[Brief] Which lines run from the start of the data below to the line containing "pub invalid_github: &'static"? Set them down exactly, with none added.

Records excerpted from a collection
//! Locale tables for preview headings, form labels, validation messages and alerts.

use std::str::FromStr;

use serde::{Deserialize, Serialize};

use crate::errors::AppError;
use crate::models::{LanguageLevel, Section};

#[derive(Debug, Clone, Copy, PartialEq, Eq, Default, Serialize, Deserialize)]
#[serde(rename_all = "lowercase")]
pub enum Locale {
    #[default]
    Id,
    En,
}

impl FromStr for Locale {
    type Err = AppError;

    fn from_str(s: &str) -> Result<Self, Self::Err> {
        match s.trim().to_ascii_lowercase().as_str() {
            "id" => Ok(Locale::Id),
            "en" => Ok(Locale::En),
            other => Err(AppError::Validation(format!("unsupported locale '{other}'"))),
        }
    }
}

/// All user-visible strings for one locale.
#[derive(Debug)]
pub struct Labels {
    pub locale: Locale,
    pub placeholder_name: &'static str,
    pub placeholder_headline: &'static str,
    pub photo_alt: &'static str,

    pub title_summary: &'static str,
    pub title_experience: &'static str,
    pub title_education: &'static str,
    pub title_projects: &'static str,
    pub title_skills: &'static str,
    pub title_certificates: &'static str,
    pub title_languages: &'static str,
    pub title_references: &'static str,

    pub link_website: &'static str,
    pub link_linkedin: &'static str,
    pub link_github: &'static str,
    pub link_project: &'static str,

    pub level_basic: &'static str,
    pub level_intermediate: &'static str,
    pub level_fluent: &'static str,

    pub item_number: &'static str,
    pub drag_hint: &'static str,
    pub remove: &'static str,
    pub remove_photo: &'static str,

    pub invalid_name: &'static str,
    pub invalid_email: &'static str,
    pub invalid_phone: &'static str,
    pub invalid_website: &'static str,
    pub invalid_linkedin: &'static str,
    pub invalid_github: &'static str,

    pub alert_invalid_file: &'static str,
    pub alert_must_be_image: &'static str,
    pub alert_image_failed: &'static str,
    pub alert_resource_failed: &'static str,
    pub alert_link_copied: &'static str,
    pub alert_internal: &'static str,
    pub confirm_reset: &'static str,
}

static ID: Labels = Labels {
    locale: Locale::Id,
    placeholder_name: "Nama Lengkap",
    placeholder_headline: "Jabatan / Headline",
    photo_alt: "Foto",

    title_summary: "Ringkasan",
    title_experience: "Pengalaman",
    title_education: "Pendidikan",
    title_projects: "Project",
    title_skills: "Skill",
    title_certificates: "Sertifikat",
    title_languages: "Bahasa",
    title_references: "Referensi",

    link_website: "Website",
    link_linkedin: "LinkedIn",
    link_github: "GitHub",
    link_project: "Link",

    level_basic: "Dasar",
    level_intermediate: "Menengah",
    level_fluent: "Lancar",

    item_number: "Item",
    drag_hint: "Geser untuk urut",
    remove: "Hapus",
    remove_photo: "Hapus Foto",

    invalid_name: "Nama wajib diisi",
    invalid_email: "Format email tidak valid",
    invalid_phone: "Nomor HP tidak valid",
    invalid_website: "URL tidak valid",
    invalid_linkedin: "URL LinkedIn tidak valid",
    invalid_github: "URL GitHub tidak valid",

    alert_invalid_file: "File tidak valid",
    alert_must_be_image: "File harus berupa gambar!",
    alert_image_failed: "Gagal memproses gambar",
    alert_resource_failed: "Gagal memuat",
    alert_link_copied: "Link disalin ke clipboard!",
    alert_internal: "Terjadi kesalahan",
    confirm_reset: "Hapus semua data dan riwayat?",
};

static EN: Labels = Labels {
    locale: Locale::En,
    placeholder_name: "Full Name",
    placeholder_headline: "Title / Headline",
    photo_alt: "Photo",

    title_summary: "Summary",
    title_experience: "Experience",
    title_education: "Education",
    title_projects: "Projects",
    title_skills: "Skills",
    title_certificates: "Certificates",
    title_languages: "Languages",
    title_references: "References",

    link_website: "Website",
    link_linkedin: "LinkedIn",
    link_github: "GitHub",
    link_project: "Link",

    level_basic: "Basic",
    level_intermediate: "Intermediate",
    level_fluent: "Fluent",

    item_number: "Item",
    drag_hint: "Drag to reorder",
    remove: "Remove",
    remove_photo: "Remove Photo",

    invalid_name: "Name is required",
    invalid_email: "Invalid email format",
    invalid_phone: "Invalid phone number",
    invalid_website: "Invalid URL",
    invalid_linkedin: "Invalid LinkedIn URL",
    invalid_github: "Invalid GitHub URL",

    alert_invalid_file: "Invalid file",
    alert_must_be_image: "File must be an image!",
    alert_image_failed: "Failed to process image",
    alert_resource_failed: "Failed to load",
    alert_link_copied: "Link copied to clipboard!",
    alert_internal: "Something went wrong",
    confirm_reset: "Delete all data and history?",
};

impl Labels {
    pub fn for_locale(locale: Locale) -> &'static Labels {
        match locale {
            Locale::Id => &ID,
            Locale::En => &EN,
        }
    }

    pub fn section_title(&self, section: Section) -> &'static str {
        match section {
            Section::Education => self.title_education,
            Section::Experience => self.title_experience,
            Section::Projects => self.title_projects,
            Section::Certificates => self.title_certificates,
            Section::Languages => self.title_languages,
            Section::References => self.title_references,
        }
    }

    /// Display text for a language level. The stored value stays the canonical
    /// `Dasar | Menengah | Lancar` regardless of locale.
    pub fn level(&self, level: LanguageLevel) -> &'static str {
        match level {
            LanguageLevel::Dasar => self.level_basic,
            LanguageLevel::Menengah => self.level_intermediate,
            LanguageLevel::Lancar => self.level_fluent,
        }
    }

    /// Form label for one record field. Keys are shared between sections
    /// (`name`, `company`, `desc`), so the section disambiguates.
    pub fn field_label(&self, section: Section, key: &str) -> &'static str {
        let en = self.locale == Locale::En;
        match (section, key, en) {
            (_, "start", false) => "Tahun Mulai",
            (_, "start", true) => "Start",
            (_, "end", false) => "Tahun Selesai",
            (_, "end", true) => "End",
            (_, "desc", false) => "Deskripsi",
            (_, "desc", true) => "Description",
            (Section::Education, "institution", false) => "Institusi",
            (Section::Education, "institution", true) => "Institution",
            (Section::Education, "major", false) => "Jurusan",
            (Section::Education, "major", true) => "Major",
            (Section::Experience, "role", false) => "Posisi",
            (Section::Experience, "role", true) => "Role",
            (Section::Experience, "company", false) => "Perusahaan/Organisasi",
            (Section::References, "company", false) => "Perusahaan",
            (_, "company", true) => "Company",
            (Section::Projects, "title", false) => "Judul Project",
            (Section::Projects, "title", true) => "Project Title",
            (Section::Projects, "link", false) => "Link (GitHub/Website)",
            (Section::Projects, "link", true) => "Link (GitHub/Website)",
            (Section::Certificates, "name", false) => "Nama Sertifikat",
            (Section::Certificates, "name", true) => "Certificate Name",
            (Section::Certificates, "issuer", false) => "Penerbit",
            (Section::Certificates, "issuer", true) => "Issuer",
            (Section::Certificates, "year", false) => "Tahun",
            (Section::Certificates, "year", true) => "Year",
            (Section::Languages, "name", false) => "Bahasa",
            (Section::Languages, "name", true) => "Language",
            (Section::Languages, "level", false) => "Tingkat",
            (Section::Languages, "level", true) => "Level",
            (Section::References, "name", false) => "Nama",
            (Section::References, "name", true) => "Name",
            (Section::References, "contact", false) => "Kontak",
            (Section::References, "contact", true) => "Contact",
            _ => "",
        }
    }
}
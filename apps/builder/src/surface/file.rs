//! Native surface: keeps the painted state in memory and writes it out as files.

use std::collections::HashMap;
use std::fs;
use std::path::{Path, PathBuf};

use tracing::{debug, info};

use super::{template_class, theme_class, PreviewMode, Surface};
use crate::editor::SectionForm;
use crate::errors::AppError;
use crate::models::{ProfileField, Section, Template, Theme};
use crate::render::escape::escape_html;
use crate::render::preview::QR_BOX;

pub const PREVIEW_FILE: &str = "preview.html";
pub const FORMS_FILE: &str = "forms.html";

pub struct FileSurface {
    out_dir: PathBuf,
    assume_yes: bool,
    preview: String,
    qr: Option<String>,
    forms: HashMap<Section, String>,
    chips: String,
    photo: String,
    errors: HashMap<ProfileField, String>,
    theme: Theme,
    template: Template,
    dark: bool,
    mode: PreviewMode,
    reload_requested: bool,
}

impl FileSurface {
    pub fn new(out_dir: impl Into<PathBuf>, assume_yes: bool) -> Self {
        Self {
            out_dir: out_dir.into(),
            assume_yes,
            preview: String::new(),
            qr: None,
            forms: HashMap::new(),
            chips: String::new(),
            photo: String::new(),
            errors: HashMap::new(),
            theme: Theme::default(),
            template: Template::default(),
            dark: false,
            mode: PreviewMode::default(),
            reload_requested: false,
        }
    }

    pub fn out_dir(&self) -> &Path {
        &self.out_dir
    }

    /// Returns and clears the pending reload request.
    pub fn take_reload(&mut self) -> bool {
        std::mem::take(&mut self.reload_requested)
    }

    /// The preview wrapped in a standalone page, QR box filled in.
    pub fn preview_page(&self) -> String {
        let body = match &self.qr {
            Some(qr) => self
                .preview
                .replace(QR_BOX, &format!(r#"<div id="qrBox">{qr}</div>"#)),
            None => self.preview.clone(),
        };
        let dark = if self.dark { " dark" } else { "" };
        format!(
            "<!DOCTYPE html>\n<html class=\"{}{dark}\"><head><meta charset=\"utf-8\"></head>\
             <body data-preview-mode=\"{}\"><div id=\"preview\" class=\"{}\">{body}</div></body></html>\n",
            theme_class(self.theme),
            self.mode.as_str(),
            template_class(self.template),
        )
    }

    fn forms_page(&self) -> String {
        let mut html = String::from("<!DOCTYPE html>\n<html><head><meta charset=\"utf-8\"></head><body>");
        for field in ProfileField::ALL {
            if let Some(msg) = self.errors.get(&field) {
                html.push_str(&format!(
                    r#"<p class="field-error" data-field="{field}">{}</p>"#,
                    escape_html(msg)
                ));
            }
        }
        html.push_str(&format!(r#"<div id="photoPreview">{}</div>"#, self.photo));
        html.push_str(&format!(r#"<div id="skillsChips">{}</div>"#, self.chips));
        for section in Section::ALL {
            if let Some(form) = self.forms.get(&section) {
                html.push_str(form);
            }
        }
        html.push_str("</body></html>\n");
        html
    }

    /// Writes the preview and form pages into the output directory.
    pub fn write_snapshot(&self) -> Result<(), AppError> {
        fs::create_dir_all(&self.out_dir)?;
        let preview = self.out_dir.join(PREVIEW_FILE);
        fs::write(&preview, self.preview_page())?;
        fs::write(self.out_dir.join(FORMS_FILE), self.forms_page())?;
        info!("Wrote {}", preview.display());
        Ok(())
    }
}

impl Surface for FileSurface {
    fn paint_preview(&mut self, html: &str) {
        self.preview = html.to_string();
        self.qr = None;
    }

    fn scroll_preview_to_bottom(&mut self) {}

    fn paint_qr(&mut self, markup: &str) {
        self.qr = Some(markup.to_string());
    }

    fn paint_section_form(&mut self, section: Section, form: &SectionForm) {
        debug!("Painted {section} form ({} bindings)", form.bindings.len());
        self.forms.insert(section, form.html.clone());
    }

    fn paint_skill_chips(&mut self, html: &str) {
        self.chips = html.to_string();
    }

    fn paint_photo(&mut self, html: &str) {
        self.photo = html.to_string();
    }

    fn set_input(&mut self, _field: ProfileField, _value: &str) {}

    fn set_qr_controls(&mut self, _show: bool, _custom: &str) {}

    fn set_field_error(&mut self, field: ProfileField, message: Option<&str>) {
        match message {
            Some(msg) => {
                self.errors.insert(field, msg.to_string());
            }
            None => {
                self.errors.remove(&field);
            }
        }
    }

    fn apply_theme(&mut self, theme: Theme) {
        self.theme = theme;
    }

    fn apply_template(&mut self, template: Template) {
        self.template = template;
    }

    fn set_dark(&mut self, dark: bool) {
        self.dark = dark;
    }

    fn set_preview_mode(&mut self, mode: PreviewMode) {
        self.mode = mode;
    }

    fn clear_import_input(&mut self) {}

    fn alert(&mut self, message: &str) {
        println!("[alert] {message}");
    }

    fn confirm(&mut self, message: &str) -> bool {
        println!("[confirm] {message} -> {}", if self.assume_yes { "yes" } else { "no" });
        self.assume_yes
    }

    fn reload(&mut self) {
        self.reload_requested = true;
    }

    fn download(&mut self, file_name: &str, mime: &str, bytes: &[u8]) -> Result<(), AppError> {
        let name = Path::new(file_name)
            .file_name()
            .ok_or_else(|| AppError::Validation(format!("invalid download name '{file_name}'")))?;
        fs::create_dir_all(&self.out_dir)?;
        let path = self.out_dir.join(name);
        fs::write(&path, bytes)?;
        info!("Downloaded {} ({mime}, {} bytes)", path.display(), bytes.len());
        Ok(())
    }

    fn copy_to_clipboard(&mut self, text: &str) -> Result<(), AppError> {
        println!("[clipboard] {text}");
        Ok(())
    }
}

[Reply]
//! Locale tables for preview headings, form labels, validation messages and alerts.

use std::str::FromStr;

use serde::{Deserialize, Serialize};

use crate::errors::AppError;
use crate::models::{LanguageLevel, Section};

#[derive(Debug, Clone, Copy, PartialEq, Eq, Default, Serialize, Deserialize)]
#[serde(rename_all = "lowercase")]
pub enum Locale {
    #[default]
    Id,
    En,
}

impl FromStr for Locale {
    type Err = AppError;

    fn from_str(s: &str) -> Result<Self, Self::Err> {
        match s.trim().to_ascii_lowercase().as_str() {
            "id" => Ok(Locale::Id),
            "en" => Ok(Locale::En),
            other => Err(AppError::Validation(format!("unsupported locale '{other}'"))),
        }
    }
}

/// All user-visible strings for one locale.
#[derive(Debug)]
pub struct Labels {
    pub locale: Locale,
    pub placeholder_name: &'static str,
    pub placeholder_headline: &'static str,
    pub photo_alt: &'static str,

    pub title_summary: &'static str,
    pub title_experience: &'static str,
    pub title_education: &'static str,
    pub title_projects: &'static str,
    pub title_skills: &'static str,
    pub title_certificates: &'static str,
    pub title_languages: &'static str,
    pub title_references: &'static str,

    pub link_website: &'static str,
    pub link_linkedin: &'static str,
    pub link_github: &'static str,
    pub link_project: &'static str,

    pub level_basic: &'static str,
    pub level_intermediate: &'static str,
    pub level_fluent: &'static str,

    pub item_number: &'static str,
    pub drag_hint: &'static str,
    pub remove: &'static str,
    pub remove_photo: &'static str,

    pub invalid_name: &'static str,
    pub invalid_email: &'static str,
    pub invalid_phone: &'static str,
    pub invalid_website: &'static str,
    pub invalid_linkedin: &'static str,
    pub invalid_github: &'static str,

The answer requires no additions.